The county council has not passed an official resolution on the matter and there is no expiry date on the policing change.
Residents who live on the north side of the road, with their backyards pressed up against encampments set up by protestors who have occupied a 40-hectare development since February, say they worry police won't respond to any emergency involving native protestors.
Many are retired, and say they feel bullied into silence. Because they come face to face with the dozens of protestors circling the camps each day, the homeowners fear retaliation. "We cannot afford to say anything,' one couple told the Star. They said they have evacuated several times and would move if their home value wasn't "zero."
Meanwhile, the developer who currently owns the land will get $12.3 million in an "interim agreement" with the province to cover the market value of the subdivision land "as is," with more money to come later, said Natural Resources Minister David Ramsay.
"We're looking at all potential damages that they have suffered through this and we're going to negotiate a final price," he told reporters at Queen's Park. That will include acknowledgment of profits the developer would have made after building 600 homes, and other restitution.
Ramsay refused to speculate how much the final tally could be.
The county is now disbursing $1.7 million in provincial money to other local businesses hurt during the standoff. The province is negotiating with homeowners and "trying to understand their losses" with an eye to compensation, Ramsay added. "We're looking at a very comprehensive package here."
Premier Dalton McGuinty called on the Six Nations to abandon the occupation while negotiations continue.
"It would be very helpful if the occupation was to come to an end and the parties understood we remain very much committed to negotiating this at the table,' McGuinty said, adding his government has done what it can "to take the land out of the equation" by negotiating to buy the property. Six Nations representatives are divided over whether to continue the protest and say its end is unlikely. "When the land is returned to the rightful owners...that's when we'll gladly go home,' said Hazel Hill, a spokeswoman for those in favour of the protest.

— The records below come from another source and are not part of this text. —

//! FIFO queue of pending write requests.
//!
//! Each entry holds one [`Blob`] clone and the number of bytes already
//! written from it. Insertion order is write order; only the head entry ever
//! advances. Entries release their blob reference when removed, whether
//! completed, rolled back, or discarded wholesale.

use std::collections::VecDeque;

use crate::blob::Blob;

/// One queued chunk: a shared buffer plus the drain progress into it.
pub(crate) struct PendingWrite {
    blob: Blob,
    offset: usize,
}

impl PendingWrite {
    fn new(blob: Blob) -> Self {
        Self { blob, offset: 0 }
    }

    /// Bytes not yet written.
    pub(crate) fn remaining(&self) -> &[u8] {
        &self.blob.as_bytes()[self.offset..]
    }

    /// Records `written` more bytes of drain progress.
    pub(crate) fn advance(&mut self, written: usize) {
        self.offset += written;
        debug_assert!(self.offset <= self.blob.len());
    }

    /// True once every byte has been written.
    pub(crate) fn is_complete(&self) -> bool {
        self.offset >= self.blob.len()
    }

    #[cfg(test)]
    pub(crate) fn offset(&self) -> usize {
        self.offset
    }
}

/// Strict-FIFO sequence of pending writes.
pub(crate) struct WriteQueue {
    entries: VecDeque<PendingWrite>,
}

impl WriteQueue {
    pub(crate) fn new() -> Self {
        Self {
            entries: VecDeque::new(),
        }
    }

    /// Appends a new pending write for `blob` at the tail.
    pub(crate) fn push(&mut self, blob: Blob) {
        self.entries.push_back(PendingWrite::new(blob));
    }

    /// Removes the most recently pushed entry (enqueue rollback).
    pub(crate) fn rollback_tail(&mut self) {
        self.entries.pop_back();
    }

    pub(crate) fn head_mut(&mut self) -> Option<&mut PendingWrite> {
        self.entries.front_mut()
    }

    #[cfg(test)]
    pub(crate) fn head(&self) -> Option<&PendingWrite> {
        self.entries.front()
    }

    /// Removes the fully-written head entry, releasing its blob reference.
    pub(crate) fn complete_head(&mut self) {
        self.entries.pop_front();
    }

    /// Drops every entry, releasing all held blob references.
    pub(crate) fn discard_all(&mut self) {
        self.entries.clear();
    }

    pub(crate) fn is_empty(&self) -> bool {
        self.entries.is_empty()
    }

    pub(crate) fn len(&self) -> usize {
        self.entries.len()
    }
}

#[cfg(test)]
mod tests {
    use super::*;

    #[test]
    fn test_push_preserves_fifo_order() {
        let mut queue = WriteQueue::new();
        queue.push(Blob::from(&b"first"[..]));
        queue.push(Blob::from(&b"second"[..]));

        assert_eq!(queue.len(), 2);
        assert_eq!(queue.head().unwrap().remaining(), b"first");

        queue.complete_head();
        assert_eq!(queue.head().unwrap().remaining(), b"second");
    }

    #[test]
    fn test_rollback_tail_releases_reference() {
        let blob = Blob::from(vec![0u8; 8]);
        let mut queue = WriteQueue::new();

        queue.push(blob.clone());
        assert_eq!(blob.ref_count(), 2);

        queue.rollback_tail();
        assert_eq!(blob.ref_count(), 1);
        assert!(queue.is_empty());
    }

    #[test]
    fn test_discard_all_releases_every_reference() {
        let a = Blob::from(&b"a"[..]);
        let b = Blob::from(&b"b"[..]);
        let mut queue = WriteQueue::new();

        queue.push(a.clone());
        queue.push(b.clone());
        assert_eq!(a.ref_count(), 2);
        assert_eq!(b.ref_count(), 2);

        queue.discard_all();
        assert_eq!(a.ref_count(), 1);
        assert_eq!(b.ref_count(), 1);
    }

    #[test]
    fn test_advance_tracks_completion() {
        let mut queue = WriteQueue::new();
        queue.push(Blob::from(&b"0123456789"[..]));

        let head = queue.head_mut().unwrap();
        head.advance(4);
        assert!(!head.is_complete());
        assert_eq!(head.remaining(), b"456789");

        head.advance(6);
        assert!(head.is_complete());
        assert!(head.remaining().is_empty());
    }
}
//! Raw descriptor plumbing: non-blocking writes and flag probes.
//!
//! The drain loop is written against the [`RawSink`] trait so tests can
//! substitute a scripted sink; [`FdSink`] is the production implementation
//! over a raw file descriptor.

use std::io;
use std::os::fd::RawFd;

/// A single non-blocking write attempt.
///
/// Implementations must never block: a descriptor that cannot accept bytes
/// right now reports `ErrorKind::WouldBlock`.
pub(crate) trait RawSink {
    fn try_write(&mut self, buf: &[u8]) -> io::Result<usize>;
}

/// Writes directly to a raw descriptor via `write(2)`.
///
/// Does not own the descriptor; the caller keeps it open for the stream's
/// lifetime.
pub(crate) struct FdSink {
    fd: RawFd,
}

impl FdSink {
    pub(crate) fn new(fd: RawFd) -> Self {
        Self { fd }
    }
}

impl RawSink for FdSink {
    fn try_write(&mut self, buf: &[u8]) -> io::Result<usize> {
        let written = unsafe {
            libc::write(
                self.fd,
                buf.as_ptr() as *const libc::c_void,
                buf.len(),
            )
        };
        if written < 0 {
            Err(io::Error::last_os_error())
        } else {
            Ok(written as usize)
        }
    }
}

/// Sets `O_NONBLOCK` on the descriptor, preserving the other status flags.
pub(crate) fn set_nonblocking(fd: RawFd) -> io::Result<()> {
    let flags = unsafe { libc::fcntl(fd, libc::F_GETFL) };
    if flags < 0 {
        return Err(io::Error::last_os_error());
    }
    if flags & libc::O_NONBLOCK != 0 {
        return Ok(());
    }
    if unsafe { libc::fcntl(fd, libc::F_SETFL, flags | libc::O_NONBLOCK) } < 0 {
        return Err(io::Error::last_os_error());
    }
    Ok(())
}

/// True when the descriptor no longer answers flag queries (already closed).
pub(crate) fn probe_closed(fd: RawFd) -> bool {
    unsafe { libc::fcntl(fd, libc::F_GETFL) < 0 }
}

Chief David General, head of the Six Nations elected council, which is viewed as more of an administrative body on the reserve, said it could help negotiations if protestors vacate the land. "I don't support protests, because they go sideways. This one has very much gone sideways,' he said.
Meanwhile, an Ontario Superior Court judge has ordered key players in the land dispute — including the OPP, and the Ontario and federal governments — to return to court June 29.
"This Court cannot indefinitely tolerate the contempt of the orders of the court that now prevails in Caledonia," Justice David Marshall said in a statement. This is the third time he's ordered parties to court to explain why they haven't followed his three-month-old order to evict protestors from the development.